- ASSIGNED TASK
The first line of the data below and every line after it, through the one with "use std::fmt;", must be transcribed without change.

─── THE DATA ───

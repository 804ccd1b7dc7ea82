//! Row value representation.
//!
//! The decoder hands rows over as position-indexed sequences of [`RowValue`].
//! The set of variants is closed so sinks can convert every value without a
//! fallback path.

use chrono::NaiveDateTime;
use serde::{Deserialize, Serialize};
use std::fmt;

/// Format used when a datetime is rendered as text.
pub const DATETIME_FORMAT: &str = "%Y-%m-%dT%H:%M:%S%.f";

/// A single column value from a decoded row.
///
/// JSON has no datetime type: a datetime string in a JSON row decodes as
/// [`RowValue::Text`]. Only decoders that build values directly produce
/// [`RowValue::DateTime`].
#[derive(Debug, Clone, PartialEq, Serialize, Deserialize)]
#[serde(untagged)]
pub enum RowValue {
    /// SQL NULL
    Null,

    /// Signed integer of any width
    Int(i64),

    /// Unsigned integer that does not fit in `i64`
    UInt(u64),

    /// Floating point (FLOAT/DOUBLE)
    Float(f64),

    /// Character data, including DECIMAL rendered as text
    Text(String),

    /// Binary data
    Bytes(Vec<u8>),

    /// DATETIME/TIMESTAMP without time zone
    DateTime(NaiveDateTime),
}

/// One decoded row, aligned with the rule's column order.
pub type Row = Vec<RowValue>;

impl RowValue {
    /// Try to get this value as an i64.
    pub fn as_i64(&self) -> Option<i64> {
        match self {
            Self::Int(i) => Some(*i),
            Self::UInt(u) => i64::try_from(*u).ok(),
            _ => None,
        }
    }
}

impl fmt::Display for RowValue {
    fn fmt(&self, f: &mut fmt::Formatter<'_>) -> fmt::Result {
        match self {
            Self::Null => write!(f, "null"),
            Self::Int(i) => write!(f, "{i}"),
            Self::UInt(u) => write!(f, "{u}"),
            Self::Float(v) => write!(f, "{v}"),
            Self::Text(s) => write!(f, "{s}"),
            Self::Bytes(b) => write!(f, "{}", String::from_utf8_lossy(b)),
            Self::DateTime(dt) => write!(f, "{}", dt.format(DATETIME_FORMAT)),
        }
    }
}

impl From<i32> for RowValue {
    fn from(v: i32) -> Self {
        Self::Int(v as i64)
    }
}

impl From<i64> for RowValue {
    fn from(v: i64) -> Self {
        Self::Int(v)
    }
}

impl From<u64> for RowValue {
    fn from(v: u64) -> Self {
        match i64::try_from(v) {
            Ok(i) => Self::Int(i),
            Err(_) => Self::UInt(v),
        }
    }
}

impl From<f64> for RowValue {
    fn from(v: f64) -> Self {
        Self::Float(v)
    }
}

impl From<&str> for RowValue {
    fn from(v: &str) -> Self {
        Self::Text(v.to_string())
    }
}

impl From<String> for RowValue {
    fn from(v: String) -> Self {
        Self::Text(v)
    }
}

impl From<Vec<u8>> for RowValue {
    fn from(v: Vec<u8>) -> Self {
        Self::Bytes(v)
    }
}

impl From<NaiveDateTime> for RowValue {
    fn from(v: NaiveDateTime) -> Self {
        Self::DateTime(v)
    }
}

impl<T: Into<RowValue>> From<Option<T>> for RowValue {
    fn from(v: Option<T>) -> Self {
        v.map_or(Self::Null, Into::into)
    }
}

#[cfg(test)]
mod tests {
    use super::*;
    use chrono::NaiveDate;

    #[test]
    fn test_from_conversions() {
        assert_eq!(RowValue::from(42), RowValue::Int(42));
        assert_eq!(RowValue::from(7u64), RowValue::Int(7));
        assert_eq!(RowValue::from(u64::MAX), RowValue::UInt(u64::MAX));
        assert_eq!(RowValue::from("a"), RowValue::Text("a".to_string()));
        assert_eq!(RowValue::from(None::<i64>), RowValue::Null);
        assert_eq!(RowValue::from(Some(3i64)), RowValue::Int(3));
    }

    #[test]
    fn test_display() {
        let dt = NaiveDate::from_ymd_opt(2024, 1, 2)
            .unwrap()
            .and_hms_opt(3, 4, 5)
            .unwrap();
        assert_eq!(RowValue::Int(-1).to_string(), "-1");
        assert_eq!(RowValue::Null.to_string(), "null");
        assert_eq!(RowValue::Bytes(b"ab".to_vec()).to_string(), "ab");
        assert_eq!(RowValue::DateTime(dt).to_string(), "2024-01-02T03:04:05");
    }

    #[test]
    fn test_deserialize_json_row() {
        let row: Row = serde_json::from_str(r#"[1, "a", null, 2.5]"#).unwrap();
        assert_eq!(
            row,
            vec![
                RowValue::Int(1),
                RowValue::Text("a".to_string()),
                RowValue::Null,
                RowValue::Float(2.5),
            ]
        );
    }

    #[test]
    fn test_json_datetime_string_stays_text() {
        let row: Row = serde_json::from_str(r#"["2024-01-02T03:04:05"]"#).unwrap();
        assert_eq!(row, vec![RowValue::Text("2024-01-02T03:04:05".to_string())]);
    }

    #[test]
    fn test_as_i64() {
        assert_eq!(RowValue::UInt(5).as_i64(), Some(5));
        assert_eq!(RowValue::UInt(u64::MAX).as_i64(), None);
        assert_eq!(RowValue::Text("5".into()).as_i64(), None);
    }
}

───

- ANSWER TO THIS PROBLEM
repository 804ccd1b7dc7ea82
//! Row value representation.
//!
//! The decoder hands rows over as position-indexed sequences of [`RowValue`].
//! The set of variants is closed so sinks can convert every value without a
//! fallback path.

use chrono::NaiveDateTime;
use serde::{Deserialize, Serialize};
use std::fmt;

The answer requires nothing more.